Friday, April 9, 2010

The Reformed Doctrine of Sanctification


Did the Reformers then have any doctrine of sanctification? Of course they did. We are all familiar with the biblical announcements as to what is involved in sanctification: the Word, the sacraments, prayer, fellowship, sharing the gospel, serving God and neighbor. And the Reformation tradition acknowledges that there are biblical texts that speak of sanctification as complete already. This is not a perfection that is empirical or observable, but a definitive declaration that because we are "in Christ," we are set apart and reckoned holy by his sacrifice (1 Cor. 1:30; Heb. 10 and so on). Anybody who is in Christ is sanctified, because Christ's holiness is imputed to the Christian believer, just as Jesus says in John 17:19, "For them I sanctify myself, that they too may be truly sanctified." God sees the believer as holy. That means that Wesley should not have terrified Christian brethren with texts such as, "Without holiness, no one will see the Lord." The Christian is holy; it is all imputed. And then there are texts such as, "Be holy as I am holy." What would the Reformers do with that? They would say we are called to be holy. But why should we be holy if we are already perfect in Christ? Because we are saved unto good works, not unto licentiousness, according to Romans 6; the question has been asked before. Good works are done out of thankfulness of heart by the believer who has been saved, not by one who is trying to be saved.

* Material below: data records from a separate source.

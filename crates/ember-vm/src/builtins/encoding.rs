//! Encoding built-ins (`std:json`)

use super::registry::BuiltinModule;
use super::utils::{arg, string_arg};
use crate::error::VmError;
use crate::object::ObjData;
use crate::value::Value;
use crate::vm::VM;

/// Nesting limit for stringify; deeper (or cyclic) values are rejected
const MAX_JSON_DEPTH: usize = 128;

pub fn module() -> BuiltinModule {
    let mut module = BuiltinModule::new();
    module
        .register("parse", vm_json_parse, 1)
        .register("stringify", vm_json_stringify, -1);
    module
}

/// parse(string) -> Value
pub fn vm_json_parse(vm: &mut VM, args: &[Value]) -> Result<Value, VmError> {
    let text = string_arg(vm, "parse", args, 0)?;
    let parsed: serde_json::Value = serde_json::from_str(text)
        .map_err(|e| VmError::Runtime(format!("JSON parse error: {}", e)))?;
    json_to_value(vm, parsed)
}

/// stringify(value, pretty?) -> String
pub fn vm_json_stringify(vm: &mut VM, args: &[Value]) -> Result<Value, VmError> {
    let value = arg("stringify", args, 0)?;
    let pretty = args.get(1).is_some_and(|flag| !flag.is_falsey());

    let json = value_to_json(vm, value, 0)?;
    let text = if pretty {
        serde_json::to_string_pretty(&json)
    } else {
        serde_json::to_string(&json)
    }
    .map_err(|e| VmError::Runtime(format!("JSON stringify error: {}", e)))?;

    Ok(vm.intern(&text))
}

// --- JSON Helpers ---

fn json_to_value(vm: &mut VM, json: serde_json::Value) -> Result<Value, VmError> {
    Ok(match json {
        serde_json::Value::Null => Value::NIL,
        serde_json::Value::Bool(b) => Value::bool(b),
        serde_json::Value::Number(n) => Value::number(n.as_f64().unwrap_or(f64::NAN)),
        serde_json::Value::String(s) => vm.intern(&s),
        serde_json::Value::Array(items) => {
            let mut values = Vec::with_capacity(items.len());
            for item in items {
                values.push(json_to_value(vm, item)?);
            }
            vm.new_array(values)
        }
        serde_json::Value::Object(map) => {
            let dict = vm.new_dictionary();
            let Some(handle) = dict.as_object() else {
                return Ok(Value::NIL);
            };
            for (key, item) in map {
                let key = vm.intern(&key);
                let item = json_to_value(vm, item)?;
                vm.heap_mut().mutate(handle, |obj| {
                    if let ObjData::Dictionary(d) = &mut obj.data {
                        d.entries.insert(key, item);
                    }
                })?;
            }
            dict
        }
    })
}

fn value_to_json(vm: &VM, value: Value, depth: usize) -> Result<serde_json::Value, VmError> {
    if depth > MAX_JSON_DEPTH {
        return Err(VmError::Runtime(
            "JSON stringify error: value nests too deeply".into(),
        ));
    }
    if value.is_nil() {
        return Ok(serde_json::Value::Null);
    }
    if let Some(b) = value.as_bool() {
        return Ok(serde_json::Value::Bool(b));
    }
    if let Some(n) = value.as_number() {
        // JSON has no Infinity or NaN
        return Ok(serde_json::Number::from_f64(n)
            .map(serde_json::Value::Number)
            .unwrap_or(serde_json::Value::Null));
    }

    let Some(r) = value.as_object() else {
        return Ok(serde_json::Value::Null);
    };
    match &vm.heap().get(r)?.data {
        ObjData::String(s) => Ok(serde_json::Value::String(s.chars.to_string())),
        ObjData::Array(array) => array
            .items
            .iter()
            .map(|item| value_to_json(vm, *item, depth + 1))
            .collect::<Result<Vec<_>, _>>()
            .map(serde_json::Value::Array),
        ObjData::Dictionary(dict) => {
            let mut map = serde_json::Map::new();
            for (key, item) in &dict.entries {
                let key = match vm.heap().as_str(*key) {
                    Some(text) => text.to_string(),
                    None => vm.display(*key),
                };
                map.insert(key, value_to_json(vm, *item, depth + 1)?);
            }
            Ok(serde_json::Value::Object(map))
        }
        ObjData::Instance(instance) => {
            let mut map = serde_json::Map::new();
            for (name, item) in &instance.fields {
                let name = vm.heap().string(*name)?.to_string();
                map.insert(name, value_to_json(vm, *item, depth + 1)?);
            }
            Ok(serde_json::Value::Object(map))
        }
        _ => Ok(serde_json::Value::String(vm.display(value))),
    }
}
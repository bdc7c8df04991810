//! Object heap and allocator
//!
//! The heap is an arena of slots addressed by [`ObjRef`] (index +
//! generation). It is the sole owner of every object. All size changes go
//! through [`Heap::reallocate`], which keeps a running byte total and raises
//! a pending-collection flag once the total crosses the current threshold.
//! The flag is only acted on by the VM at a safe point.

use crate::error::VmError;
use crate::object::{
    Obj, ObjArray, ObjClass, ObjData, ObjDictionary, ObjFunction, ObjInstance, ObjKind,
    ObjModule, ObjRange, ObjString, Table,
};
use crate::value::{ObjRef, Value, GENERATION_MASK};
use std::collections::HashMap;

mod gc;

/// Default bytes allocated before the first collection
pub const DEFAULT_GC_THRESHOLD: usize = 512 * 1024;

/// Default multiplier applied to live bytes after a collection
pub const DEFAULT_GC_GROWTH: usize = 2;

#[derive(Debug)]
struct Slot {
    generation: u32,
    /// Bytes currently accounted to this slot
    size: usize,
    object: Option<Obj>,
}

/// Statistics for one collection
#[derive(Debug, Clone, Copy, Default, PartialEq, Eq)]
pub struct GcStats {
    pub bytes_before: usize,
    pub bytes_after: usize,
    pub freed: usize,
    pub live: usize,
    pub next_threshold: usize,
}

pub struct Heap {
    slots: Vec<Slot>,
    free: Vec<u32>,
    /// Intern table: at most one live string object per content
    pub(crate) strings: HashMap<Box<str>, ObjRef>,
    bytes_allocated: usize,
    pub(crate) next_gc: usize,
    pub(crate) growth_factor: usize,
    pub(crate) min_threshold: usize,
    collect_pending: bool,
    live: usize,
}

impl Heap {
    pub fn new() -> Self {
        Self::with_threshold(DEFAULT_GC_THRESHOLD, DEFAULT_GC_GROWTH)
    }

    pub fn with_threshold(initial_threshold: usize, growth_factor: usize) -> Self {
        Self {
            slots: Vec::new(),
            free: Vec::new(),
            strings: HashMap::new(),
            bytes_allocated: 0,
            next_gc: initial_threshold,
            growth_factor: growth_factor.max(1),
            min_threshold: initial_threshold,
            collect_pending: false,
            live: 0,
        }
    }

    /// The single accounting choke point for growing, shrinking or freeing
    pub fn reallocate(&mut self, old_size: usize, new_size: usize) {
        self.bytes_allocated = (self.bytes_allocated + new_size).saturating_sub(old_size);
        if new_size > old_size && self.bytes_allocated > self.next_gc {
            self.collect_pending = true;
        }
    }

    /// A threshold crossing happened since the last collection
    #[inline]
    pub fn should_collect(&self) -> bool {
        self.collect_pending
    }

    pub(crate) fn clear_pending(&mut self) {
        self.collect_pending = false;
    }

    pub fn bytes_allocated(&self) -> usize {
        self.bytes_allocated
    }

    pub fn next_threshold(&self) -> usize {
        self.next_gc
    }

    /// Number of live objects
    pub fn object_count(&self) -> usize {
        self.live
    }

    /// Move an object into the heap
    pub fn alloc(&mut self, data: ObjData) -> ObjRef {
        let object = Obj::new(data);
        let size = object.footprint();
        self.reallocate(0, size);
        self.live += 1;

        if let Some(index) = self.free.pop() {
            let slot = &mut self.slots[index as usize];
            slot.size = size;
            slot.object = Some(object);
            ObjRef::new(index, slot.generation)
        } else {
            let index = self.slots.len() as u32;
            self.slots.push(Slot {
                generation: 0,
                size,
                object: Some(object),
            });
            ObjRef::new(index, 0)
        }
    }

    /// Drop the object in `r`'s slot and recycle the slot
    pub(crate) fn free(&mut self, r: ObjRef) {
        let Some(slot) = self.slots.get_mut(r.index() as usize) else {
            return;
        };
        if slot.generation != r.generation() || slot.object.is_none() {
            return;
        }
        let size = slot.size;
        slot.size = 0;
        slot.generation = (slot.generation + 1) & GENERATION_MASK;
        let object = slot.object.take();
        self.free.push(r.index());
        self.live -= 1;
        self.reallocate(size, 0);
        drop(object);
    }

    pub fn is_live(&self, r: ObjRef) -> bool {
        self.slot(r).is_some()
    }

    fn slot(&self, r: ObjRef) -> Option<&Slot> {
        self.slots
            .get(r.index() as usize)
            .filter(|s| s.generation == r.generation() && s.object.is_some())
    }

    #[inline]
    pub fn get(&self, r: ObjRef) -> Result<&Obj, VmError> {
        self.slots
            .get(r.index() as usize)
            .filter(|s| s.generation == r.generation())
            .and_then(|s| s.object.as_ref())
            .ok_or(VmError::DanglingReference)
    }

    /// Mutable access without re-accounting; use [`Heap::mutate`] when the object may grow
    #[inline]
    pub fn get_mut(&mut self, r: ObjRef) -> Result<&mut Obj, VmError> {
        self.slots
            .get_mut(r.index() as usize)
            .filter(|s| s.generation == r.generation())
            .and_then(|s| s.object.as_mut())
            .ok_or(VmError::DanglingReference)
    }

    /// Mutate an object and account for any change in its size
    pub fn mutate<R>(&mut self, r: ObjRef, f: impl FnOnce(&mut Obj) -> R) -> Result<R, VmError> {
        let slot = self
            .slots
            .get_mut(r.index() as usize)
            .filter(|s| s.generation == r.generation())
            .ok_or(VmError::DanglingReference)?;
        let object = slot.object.as_mut().ok_or(VmError::DanglingReference)?;
        let result = f(object);
        let new_size = object.footprint();
        let old_size = std::mem::replace(&mut slot.size, new_size);
        if new_size != old_size {
            self.reallocate(old_size, new_size);
        }
        Ok(result)
    }

    pub fn kind(&self, r: ObjRef) -> Result<ObjKind, VmError> {
        Ok(self.get(r)?.kind())
    }

    /// Kind of an object value, `None` for scalars or stale handles
    pub fn kind_of(&self, value: Value) -> Option<ObjKind> {
        value
            .as_object()
            .and_then(|r| self.get(r).ok())
            .map(Obj::kind)
    }

    /// Describe a value's type for error messages
    pub fn type_name(&self, value: Value) -> &'static str {
        match self.kind_of(value) {
            Some(kind) => kind.name(),
            None => value.kind_name(),
        }
    }

    // ===== Strings =====

    /// Canonical string object for `text`, allocating it on first use
    pub fn intern(&mut self, text: &str) -> ObjRef {
        if let Some(&r) = self.strings.get(text) {
            return r;
        }
        let r = self.alloc(ObjData::String(ObjString {
            chars: text.into(),
        }));
        self.strings.insert(text.into(), r);
        r
    }

    /// Interned string for `text` if one is live
    pub fn find_interned(&self, text: &str) -> Option<ObjRef> {
        self.strings.get(text).copied()
    }

    pub fn interned_count(&self) -> usize {
        self.strings.len()
    }

    pub fn string(&self, r: ObjRef) -> Result<&str, VmError> {
        match &self.get(r)?.data {
            ObjData::String(s) => Ok(&s.chars),
            other => Err(VmError::type_error("string access", "string", other.kind().name())),
        }
    }

    /// Text of a string value
    pub fn as_str(&self, value: Value) -> Option<&str> {
        value.as_object().and_then(|r| self.string(r).ok())
    }

    // ===== Typed constructors =====

    pub fn new_array(&mut self, items: Vec<Value>) -> ObjRef {
        self.alloc(ObjData::Array(ObjArray { items }))
    }

    pub fn new_range(&mut self, range: ObjRange) -> ObjRef {
        self.alloc(ObjData::Range(range))
    }

    pub fn new_dictionary(&mut self) -> ObjRef {
        self.alloc(ObjData::Dictionary(ObjDictionary::default()))
    }

    pub fn new_class(&mut self, name: ObjRef) -> ObjRef {
        self.alloc(ObjData::Class(ObjClass { name }))
    }

    pub fn new_module(&mut self, name: ObjRef, caller: Option<ObjRef>) -> ObjRef {
        self.alloc(ObjData::Module(ObjModule { name, caller }))
    }

    /// New instance holding a snapshot of the class's method table
    pub fn new_instance(&mut self, class: ObjRef) -> Result<ObjRef, VmError> {
        let methods = self.get(class)?.methods.clone();
        let r = self.alloc(ObjData::Instance(ObjInstance {
            class,
            fields: Table::new(),
        }));
        self.mutate(r, |obj| obj.methods = methods)?;
        Ok(r)
    }

    // ===== Typed accessors =====

    pub fn array(&self, r: ObjRef) -> Result<&ObjArray, VmError> {
        match &self.get(r)?.data {
            ObjData::Array(a) => Ok(a),
            other => Err(VmError::type_error("array access", "array", other.kind().name())),
        }
    }

    pub fn range(&self, r: ObjRef) -> Result<ObjRange, VmError> {
        match &self.get(r)?.data {
            ObjData::Range(range) => Ok(*range),
            other => Err(VmError::type_error("range access", "range", other.kind().name())),
        }
    }

    pub fn dictionary(&self, r: ObjRef) -> Result<&ObjDictionary, VmError> {
        match &self.get(r)?.data {
            ObjData::Dictionary(d) => Ok(d),
            other => Err(VmError::type_error(
                "dictionary access",
                "dictionary",
                other.kind().name(),
            )),
        }
    }

    pub fn function(&self, r: ObjRef) -> Result<&ObjFunction, VmError> {
        match &self.get(r)?.data {
            ObjData::Function(f) => Ok(f),
            other => Err(VmError::type_error("call", "function", other.kind().name())),
        }
    }

    pub fn instance(&self, r: ObjRef) -> Result<&ObjInstance, VmError> {
        match &self.get(r)?.data {
            ObjData::Instance(i) => Ok(i),
            other => Err(VmError::type_error(
                "property access",
                "instance",
                other.kind().name(),
            )),
        }
    }

    pub fn module(&self, r: ObjRef) -> Result<&ObjModule, VmError> {
        match &self.get(r)?.data {
            ObjData::Module(m) => Ok(m),
            other => Err(VmError::type_error("module access", "module", other.kind().name())),
        }
    }

    /// Append to an array, accounting for growth
    pub fn array_push(&mut self, r: ObjRef, value: Value) -> Result<(), VmError> {
        self.mutate(r, |obj| match &mut obj.data {
            ObjData::Array(a) => {
                a.items.push(value);
                Ok(())
            }
            other => Err(VmError::type_error("append", "array", other.kind().name())),
        })?
    }

    /// Handles of every live object
    pub fn handles(&self) -> impl Iterator<Item = ObjRef> + '_ {
        self.slots.iter().enumerate().filter_map(|(i, s)| {
            s.object
                .as_ref()
                .map(|_| ObjRef::new(i as u32, s.generation))
        })
    }
}

impl Default for Heap {
    fn default() -> Self {
        Self::new()
    }
}

#[cfg(test)]
mod tests {
    use super::*;

    #[test]
    fn test_intern_returns_same_handle() {
        let mut heap = Heap::new();
        let a = heap.intern("hello");
        let b = heap.intern("hello");
        let c = heap.intern("world");
        assert_eq!(a, b);
        assert_ne!(a, c);
        assert_eq!(heap.string(a).unwrap(), "hello");
        assert_eq!(heap.object_count(), 2);
    }

    #[test]
    fn test_allocation_is_accounted() {
        let mut heap = Heap::new();
        assert_eq!(heap.bytes_allocated(), 0);
        let r = heap.new_array(Vec::new());
        let after_alloc = heap.bytes_allocated();
        assert!(after_alloc > 0);
        for i in 0..64 {
            heap.array_push(r, Value::number(i as f64)).unwrap();
        }
        assert!(heap.bytes_allocated() > after_alloc);
        heap.free(r);
        assert_eq!(heap.bytes_allocated(), 0);
    }

    #[test]
    fn test_threshold_raises_pending_flag() {
        let mut heap = Heap::with_threshold(64, 2);
        assert!(!heap.should_collect());
        heap.new_array(vec![Value::NIL; 32]);
        assert!(heap.should_collect());
    }

    #[test]
    fn test_freed_slot_rejects_stale_handle() {
        let mut heap = Heap::new();
        let old = heap.new_dictionary();
        heap.free(old);
        let new = heap.new_dictionary();
        assert_eq!(old.index(), new.index());
        assert!(!heap.is_live(old));
        assert!(heap.is_live(new));
        assert_eq!(heap.get(old).err(), Some(VmError::DanglingReference));
    }

    #[test]
    fn test_instance_copies_class_methods() {
        let mut heap = Heap::new();
        let name = heap.intern("Point");
        let class = heap.new_class(name);
        let method = heap.intern("area");
        heap.get_mut(class).unwrap().methods.insert(method, Value::TRUE);

        let instance = heap.new_instance(class).unwrap();
        let late = heap.intern("late");
        heap.get_mut(class).unwrap().methods.insert(late, Value::FALSE);

        let methods = &heap.get(instance).unwrap().methods;
        assert!(methods.contains_key(&method));
        assert!(!methods.contains_key(&late));
    }
}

Clearly the Reformers had a doctrine of sanctification. They believed that the law in the Bible has three uses. First, it is a civil ordinance to keep us from stealing each other's wives, husbands, and speedboats. The civil use of the law applies to the whole of culture. Second, the theological use of the law is to reveal our sin and drive us to despair and terror so that we will seek a savior. Luther believed that is a primary use of the law in all of Scripture. But the Reformers also believed in a third use of the law, and that is a didactic use, to teach the Christian God's will for holy living.

If a Christian is reading the law and says, "This is not yet true of me: I don't love God with all my heart, and I certainly don't love my neighbor as I love myself. In fact, just today I failed to help a poor man on the side of the road who was having car trouble. I must not yet be a Christian, " here the Reformers would counsel, "You hurry back to the second use of the law and flee to Christ where sanctification is truly, completely, and perfectly located." After this experience, the believer will feel a greater sense of freedom to obey, and this is the only way that one will ever feel free to obey. The difference between all Higher Life movements and the Reformation perspective finally turns on the question of what Baptists call the assurance of salvation and what the Reformers called fides reflexa (reflexive faith). The answer of the Higher Life movement to the struggling Christian is, Surrender more, or, What are you holding back from the Lord? The Reformation answer is different.

A friend of mine was walking down a street in Minneapolis one day and was confronted by an evangelical brother who asked, "Brother, are you saved?" Hal rolled his eyes back and said, "Yes." That didn't satisfy this brother, so he said, "Well, when were you saved?" Hal said, "About two thousand years ago, about a twenty minutes' walk from downtown Jerusalem."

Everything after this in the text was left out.